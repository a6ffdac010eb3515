//! Mobile/email OTP login form.

use api::{Backend, User};
use dioxus::prelude::*;
use store::login::INACTIVE_ACCOUNT;
use store::{CaptchaState, LoginStage, OtpFlow, PendingAction};

use crate::auth::use_app;
use crate::captcha::Captcha;

#[component]
pub fn OtpLogin(on_login: EventHandler<User>) -> Element {
    let app = use_app();
    let config = app.config.clone();
    let mut flow = use_signal(move || OtpFlow::from_config(&config));

    let send_backend = app.backend.clone();
    let handle_send = move |_| {
        let Ok(request) = flow.write().begin_send() else {
            return;
        };
        let backend = send_backend.clone();
        spawn(async move {
            let result = backend.send_otp(&request).await;
            flow.write().apply_send(result);
        });
    };

    let verify_backend = app.backend.clone();
    let handle_verify = move |_| {
        let Ok(request) = flow.write().begin_verify() else {
            return;
        };
        let backend = verify_backend.clone();
        spawn(async move {
            let result = backend.login(&request).await;
            let user = flow.write().apply_verify(result);
            if let Some(user) = user {
                on_login.call(user);
            }
        });
    };

    let state = flow.read().clone();
    let site_key = app.config.captcha.site_key.clone();
    let sending = state.is_pending(PendingAction::SendOtp);
    let verifying = state.is_pending(PendingAction::VerifyOtp);
    let otp_sent = *state.stage() == LoginStage::OtpSent;
    let generation = state.captcha_generation();

    rsx! {
        div {
            class: "login-container",
            h2 { "Login" }

            if *state.stage() == LoginStage::InactiveAccount {
                p { class: "warning-message", "{INACTIVE_ACCOUNT}" }
            } else {
                input {
                    r#type: "tel",
                    placeholder: "Enter Mobile Number",
                    value: state.mobile().to_string(),
                    disabled: otp_sent,
                    oninput: move |evt: FormEvent| flow.write().set_mobile(evt.value()),
                }
                if state.requires_email() {
                    input {
                        r#type: "email",
                        placeholder: "Enter Email",
                        value: state.email().to_string(),
                        disabled: otp_sent,
                        oninput: move |evt: FormEvent| flow.write().set_email(evt.value()),
                    }
                }

                if *state.captcha() != CaptchaState::Disabled {
                    Captcha {
                        key: "{generation}",
                        site_key: site_key,
                        generation,
                        on_token: move |token: String| flow.write().set_captcha_token(token),
                    }
                }

                button {
                    class: "btn btn-primary",
                    disabled: !state.can_send(),
                    onclick: handle_send,
                    if sending {
                        "Sending..."
                    } else if otp_sent {
                        "Resend OTP"
                    } else {
                        "Send OTP"
                    }
                }

                if otp_sent {
                    input {
                        r#type: "text",
                        inputmode: "numeric",
                        placeholder: "Enter OTP",
                        value: state.otp().to_string(),
                        oninput: move |evt: FormEvent| flow.write().set_otp(evt.value()),
                    }
                    button {
                        class: "btn btn-primary",
                        disabled: !state.can_verify(),
                        onclick: handle_verify,
                        if verifying { "Verifying..." } else { "Verify OTP & Login" }
                    }
                    button {
                        class: "btn btn-link",
                        onclick: move |_| flow.write().restart(),
                        "Use a different number"
                    }
                }
            }

            if let Some(error) = state.error() {
                if *state.stage() != LoginStage::InactiveAccount {
                    p { class: "error-message", "{error}" }
                }
            }
        }
    }
}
=====
Would you reproduce the full listing without changing a single word?

| OUTPUT FOR THIS EXERCISE |
repository a6ffdac010eb3515
//! Mobile/email OTP login form.

use api::{Backend, User};
use dioxus::prelude::*;
use store::login::INACTIVE_ACCOUNT;
use store::{CaptchaState, LoginStage, OtpFlow, PendingAction};

use crate::auth::use_app;
use crate::captcha::Captcha;

#[component]
pub fn OtpLogin(on_login: EventHandler<User>) -> Element {
    let app = use_app();
    let config = app.config.clone();
    let mut flow = use_signal(move || OtpFlow::from_config(&config));

    let send_backend = app.backend.clone();
    let handle_send = move |_| {
        let Ok(request) = flow.write().begin_send() else {
            return;
        };
        let backend = send_backend.clone();
        spawn(async move {
            let result = backend.send_otp(&request).await;
            flow.write().apply_send(result);
        });
    };

    let verify_backend = app.backend.clone();
    let handle_verify = move |_| {
        let Ok(request) = flow.write().begin_verify() else {
            return;
        };
        let backend = verify_backend.clone();
        spawn(async move {
            let result = backend.login(&request).await;
            let user = flow.write().apply_verify(result);
            if let Some(user) = user {
                on_login.call(user);
            }
        });
    };

    let state = flow.read().clone();
    let site_key = app.config.captcha.site_key.clone();
    let sending = state.is_pending(PendingAction::SendOtp);
    let verifying = state.is_pending(PendingAction::VerifyOtp);
    let otp_sent = *state.stage() == LoginStage::OtpSent;
    let generation = state.captcha_generation();

    rsx! {
        div {
            class: "login-container",
            h2 { "Login" }

            if *state.stage() == LoginStage::InactiveAccount {
                p { class: "warning-message", "{INACTIVE_ACCOUNT}" }
            } else {
                input {
                    r#type: "tel",
                    placeholder: "Enter Mobile Number",
                    value: state.mobile().to_string(),
                    disabled: otp_sent,
                    oninput: move |evt: FormEvent| flow.write().set_mobile(evt.value()),
                }
                if state.requires_email() {
                    input {
                        r#type: "email",
                        placeholder: "Enter Email",
                        value: state.email().to_string(),
                        disabled: otp_sent,
                        oninput: move |evt: FormEvent| flow.write().set_email(evt.value()),
                    }
                }

                if *state.captcha() != CaptchaState::Disabled {
                    Captcha {
                        key: "{generation}",
                        site_key: site_key,
                        generation,
                        on_token: move |token: String| flow.write().set_captcha_token(token),
                    }
                }

                button {
                    class: "btn btn-primary",
                    disabled: !state.can_send(),
                    onclick: handle_send,
                    if sending {
                        "Sending..."
                    } else if otp_sent {
                        "Resend OTP"
                    } else {
                        "Send OTP"
                    }
                }

                if otp_sent {
                    input {
                        r#type: "text",
                        inputmode: "numeric",
                        placeholder: "Enter OTP",
                        value: state.otp().to_string(),
                        oninput: move |evt: FormEvent| flow.write().set_otp(evt.value()),
                    }
                    button {
                        class: "btn btn-primary",
                        disabled: !state.can_verify(),
                        onclick: handle_verify,
                        if verifying { "Verifying..." } else { "Verify OTP & Login" }
                    }
                    button {
                        class: "btn btn-link",
                        onclick: move |_| flow.write().restart(),
                        "Use a different number"
                    }
                }
            }

            if let Some(error) = state.error() {
                if *state.stage() != LoginStage::InactiveAccount {
                    p { class: "error-message", "{error}" }
                }
            }
        }
    }
}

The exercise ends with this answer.